Task item :: I would like you to transcribe all of the data exactly.
====== Data for processing
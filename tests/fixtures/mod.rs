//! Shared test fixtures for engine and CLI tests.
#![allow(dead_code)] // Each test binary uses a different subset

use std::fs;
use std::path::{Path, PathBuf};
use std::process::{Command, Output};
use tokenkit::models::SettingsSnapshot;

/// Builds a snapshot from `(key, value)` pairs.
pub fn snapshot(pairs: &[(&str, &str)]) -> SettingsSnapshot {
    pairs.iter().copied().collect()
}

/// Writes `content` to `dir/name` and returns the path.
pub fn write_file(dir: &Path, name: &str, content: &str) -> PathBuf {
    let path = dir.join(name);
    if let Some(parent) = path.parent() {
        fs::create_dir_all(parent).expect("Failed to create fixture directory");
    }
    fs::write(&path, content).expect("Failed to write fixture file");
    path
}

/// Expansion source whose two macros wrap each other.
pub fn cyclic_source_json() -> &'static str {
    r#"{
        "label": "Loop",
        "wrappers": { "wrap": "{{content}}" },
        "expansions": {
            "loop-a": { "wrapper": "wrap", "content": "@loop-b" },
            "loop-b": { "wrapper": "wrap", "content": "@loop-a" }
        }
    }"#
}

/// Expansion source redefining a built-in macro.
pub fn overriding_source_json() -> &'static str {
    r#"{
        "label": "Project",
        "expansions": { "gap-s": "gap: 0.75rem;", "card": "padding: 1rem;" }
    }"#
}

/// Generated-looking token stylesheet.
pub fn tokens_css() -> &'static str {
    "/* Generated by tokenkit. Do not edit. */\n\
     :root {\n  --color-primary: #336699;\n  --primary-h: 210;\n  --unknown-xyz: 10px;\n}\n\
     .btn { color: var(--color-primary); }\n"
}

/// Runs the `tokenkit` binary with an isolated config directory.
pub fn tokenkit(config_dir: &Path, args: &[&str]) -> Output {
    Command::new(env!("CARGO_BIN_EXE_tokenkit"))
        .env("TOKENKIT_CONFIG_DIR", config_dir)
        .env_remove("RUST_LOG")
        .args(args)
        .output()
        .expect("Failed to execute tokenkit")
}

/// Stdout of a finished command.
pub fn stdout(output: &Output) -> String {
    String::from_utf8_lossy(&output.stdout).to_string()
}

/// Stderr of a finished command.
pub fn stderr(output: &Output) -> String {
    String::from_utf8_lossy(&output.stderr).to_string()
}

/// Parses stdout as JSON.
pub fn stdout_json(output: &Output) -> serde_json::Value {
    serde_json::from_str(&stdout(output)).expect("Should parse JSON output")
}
============
Expected output ::
filename tests/fixtures/mod.rs
//! Shared test fixtures for engine and CLI tests.
#![allow(dead_code)] // Each test binary uses a different subset

use std::fs;
use std::path::{Path, PathBuf};
use std::process::{Command, Output};
use tokenkit::models::SettingsSnapshot;

/// Builds a snapshot from `(key, value)` pairs.
pub fn snapshot(pairs: &[(&str, &str)]) -> SettingsSnapshot {
    pairs.iter().copied().collect()
}

/// Writes `content` to `dir/name` and returns the path.
pub fn write_file(dir: &Path, name: &str, content: &str) -> PathBuf {
    let path = dir.join(name);
    if let Some(parent) = path.parent() {
        fs::create_dir_all(parent).expect("Failed to create fixture directory");
    }
    fs::write(&path, content).expect("Failed to write fixture file");
    path
}

/// Expansion source whose two macros wrap each other.
pub fn cyclic_source_json() -> &'static str {
    r#"{
        "label": "Loop",
        "wrappers": { "wrap": "{{content}}" },
        "expansions": {
            "loop-a": { "wrapper": "wrap", "content": "@loop-b" },
            "loop-b": { "wrapper": "wrap", "content": "@loop-a" }
        }
    }"#
}

/// Expansion source redefining a built-in macro.
pub fn overriding_source_json() -> &'static str {
    r#"{
        "label": "Project",
        "expansions": { "gap-s": "gap: 0.75rem;", "card": "padding: 1rem;" }
    }"#
}

/// Generated-looking token stylesheet.
pub fn tokens_css() -> &'static str {
    "/* Generated by tokenkit. Do not edit. */\n\
     :root {\n  --color-primary: #336699;\n  --primary-h: 210;\n  --unknown-xyz: 10px;\n}\n\
     .btn { color: var(--color-primary); }\n"
}

/// Runs the `tokenkit` binary with an isolated config directory.
pub fn tokenkit(config_dir: &Path, args: &[&str]) -> Output {
    Command::new(env!("CARGO_BIN_EXE_tokenkit"))
        .env("TOKENKIT_CONFIG_DIR", config_dir)
        .env_remove("RUST_LOG")
        .args(args)
        .output()
        .expect("Failed to execute tokenkit")
}

/// Stdout of a finished command.
pub fn stdout(output: &Output) -> String {
    String::from_utf8_lossy(&output.stdout).to_string()
}

/// Stderr of a finished command.
pub fn stderr(output: &Output) -> String {
    String::from_utf8_lossy(&output.stderr).to_string()
}

/// Parses stdout as JSON.
pub fn stdout_json(output: &Output) -> serde_json::Value {
    serde_json::from_str(&stdout(output)).expect("Should parse JSON output")
}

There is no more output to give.